| Task to complete |
Return, from the lines below, each one that includes the word "PartialEq".

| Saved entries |
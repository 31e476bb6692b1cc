pub mod file_question_repository;
pub mod question_repository;

pub use file_question_repository::FileQuestionRepository;
pub use question_repository::{MongoQuestionRepository, QuestionRepository};
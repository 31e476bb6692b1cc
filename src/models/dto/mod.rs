pub mod generated;
pub mod request;
pub mod response;
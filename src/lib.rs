pub mod app_state;
pub mod cli;
pub mod config;
pub mod constants;
pub mod db;
pub mod errors;
pub mod handlers;
pub mod models;
pub mod repositories;
pub mod services;

#[cfg(test)]
pub mod test_utils;
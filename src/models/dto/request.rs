use serde::{Deserialize, Serialize};
use validator::{Validate, ValidationError};

use crate::models::domain::Difficulty;
use crate::models::dto::generated::{MAX_AGE, MIN_AGE};

/// Parameters for one call to the text generation service.
#[derive(Debug, Clone, PartialEq, Eq, Deserialize, Serialize, Validate)]
#[validate(schema(function = "validate_generation_band"))]
pub struct GenerationRequest {
    #[validate(length(min = 1, max = 64))]
    pub topic: String,

    pub difficulty: Difficulty,

    #[validate(range(min = 1, max = 50))]
    pub count: u32,

    pub age_min: u8,
    pub age_max: u8,
}

impl GenerationRequest {
    /// Request sized to the age band of the given difficulty.
    pub fn for_difficulty(topic: &str, difficulty: Difficulty, count: u32) -> Self {
        let (age_min, age_max) = difficulty.age_band();
        Self {
            topic: topic.to_string(),
            difficulty,
            count,
            age_min,
            age_max,
        }
    }
}

fn validate_generation_band(request: &GenerationRequest) -> Result<(), ValidationError> {
    if request.age_min < MIN_AGE || request.age_max > MAX_AGE {
        return Err(ValidationError::new("age_band_out_of_range"));
    }
    if request.age_min > request.age_max {
        return Err(ValidationError::new("age_min_exceeds_age_max"));
    }
    Ok(())
}

fn default_session_count() -> u32 {
    10
}

fn default_generate_count() -> u32 {
    5
}

#[derive(Debug, Clone, Deserialize, Validate)]
pub struct QuizSessionRequest {
    #[validate(range(min = 1, max = 120))]
    pub age: u8,

    #[serde(default = "default_session_count")]
    #[validate(range(min = 1, max = 20))]
    pub count: u32,

    #[serde(default)]
    pub exclude: Vec<String>,
}

#[derive(Debug, Clone, Deserialize, Validate)]
pub struct GenerateQuestionsRequest {
    #[validate(length(min = 1, max = 64))]
    pub topic: String,

    #[serde(default = "default_generate_count")]
    #[validate(range(min = 1, max = 20))]
    pub count: u32,

    #[serde(default)]
    pub difficulty: Option<Difficulty>,
}

#[cfg(test)]
mod tests {
    use super::*;

    #[test]
    fn generation_request_uses_difficulty_band() {
        let request = GenerationRequest::for_difficulty("sports", Difficulty::Hard, 3);
        assert_eq!((request.age_min, request.age_max), (14, 16));
        assert!(request.validate().is_ok());
    }

    #[test]
    fn generation_request_rejects_bad_band() {
        let mut request = GenerationRequest::for_difficulty("sports", Difficulty::Easy, 3);
        request.age_min = 12;
        assert!(request.validate().is_err());

        let mut request = GenerationRequest::for_difficulty("sports", Difficulty::Easy, 3);
        request.age_max = 30;
        assert!(request.validate().is_err());
    }

    #[test]
    fn generation_request_rejects_zero_count() {
        let request = GenerationRequest::for_difficulty("sports", Difficulty::Easy, 0);
        assert!(request.validate().is_err());
    }

    #[test]
    fn session_request_defaults() {
        let request: QuizSessionRequest =
            serde_json::from_str(r#"{"age": 9}"#).expect("should parse");
        assert_eq!(request.count, 10);
        assert!(request.exclude.is_empty());
        assert!(request.validate().is_ok());
    }

    #[test]
    fn session_request_caps_count() {
        let request: QuizSessionRequest =
            serde_json::from_str(r#"{"age": 9, "count": 50}"#).expect("should parse");
        assert!(request.validate().is_err());
    }

    #[test]
    fn generate_request_defaults() {
        let request: GenerateQuestionsRequest =
            serde_json::from_str(r#"{"topic": "cricket"}"#).expect("should parse");
        assert_eq!(request.count, 5);
        assert_eq!(request.difficulty, None);
    }
}
use chrono::{DateTime, Utc};
use schemars::JsonSchema;
use serde::{Deserialize, Serialize};

#[derive(Clone, Debug, PartialEq, Eq, PartialOrd, Ord, Hash, Deserialize, Serialize, Copy, JsonSchema)]
#[serde(rename_all = "lowercase")]
pub enum Difficulty {
    Easy,
    Medium,
    Hard,
}

impl Difficulty {
    pub const ALL: [Difficulty; 3] = [Difficulty::Easy, Difficulty::Medium, Difficulty::Hard];

    /// Difficulty tier for a player of the given age.
    pub fn for_age(age: u8) -> Self {
        match age {
            0..=10 => Difficulty::Easy,
            11..=13 => Difficulty::Medium,
            _ => Difficulty::Hard,
        }
    }

    /// Inclusive age band questions of this tier are generated for.
    pub fn age_band(self) -> (u8, u8) {
        match self {
            Difficulty::Easy => (8, 10),
            Difficulty::Medium => (11, 13),
            Difficulty::Hard => (14, 16),
        }
    }

    pub fn as_str(self) -> &'static str {
        match self {
            Difficulty::Easy => "easy",
            Difficulty::Medium => "medium",
            Difficulty::Hard => "hard",
        }
    }
}

impl std::fmt::Display for Difficulty {
    fn fmt(&self, f: &mut std::fmt::Formatter<'_>) -> std::fmt::Result {
        f.write_str(self.as_str())
    }
}

impl std::str::FromStr for Difficulty {
    type Err = String;

    fn from_str(s: &str) -> Result<Self, Self::Err> {
        match s.trim().to_lowercase().as_str() {
            "easy" => Ok(Difficulty::Easy),
            "medium" => Ok(Difficulty::Medium),
            "hard" => Ok(Difficulty::Hard),
            other => Err(format!("unknown difficulty '{}'", other)),
        }
    }
}

/// A stored multiple-choice question. Built only from a validated
/// `GeneratedQuestion` or read back from storage.
#[derive(Clone, Debug, PartialEq, Eq, Deserialize, Serialize)]
pub struct Question {
    pub id: String,
    pub question: String,
    pub options: Vec<String>,
    pub correct: u8,
    pub explanation: String,
    pub difficulty: Difficulty,
    pub topic: String,
    pub age_min: u8,
    pub age_max: u8,
    pub created_at: DateTime<Utc>,
    #[serde(default)]
    pub used_count: u32,
}

impl Question {
    pub fn suits_age(&self, age: u8) -> bool {
        self.age_min <= age && age <= self.age_max
    }

    pub fn correct_option(&self) -> Option<&str> {
        self.options.get(self.correct as usize).map(String::as_str)
    }
}

/// Where the questions of a session came from.
#[derive(Clone, Debug, PartialEq, Eq, Deserialize, Serialize, Copy)]
#[serde(rename_all = "lowercase")]
pub enum QuestionSource {
    File,
    Database,
    Generated,
}

impl QuestionSource {
    pub fn as_str(self) -> &'static str {
        match self {
            QuestionSource::File => "file",
            QuestionSource::Database => "database",
            QuestionSource::Generated => "generated",
        }
    }
}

| Response |
#[derive(Debug, Clone, PartialEq, Eq, Deserialize, Serialize, Validate)]
#[derive(Clone, Debug, PartialEq, Eq, PartialOrd, Ord, Hash, Deserialize, Serialize, Copy, JsonSchema)]
#[derive(Clone, Debug, PartialEq, Eq, Deserialize, Serialize)]
#[derive(Clone, Debug, PartialEq, Eq, Deserialize, Serialize, Copy)]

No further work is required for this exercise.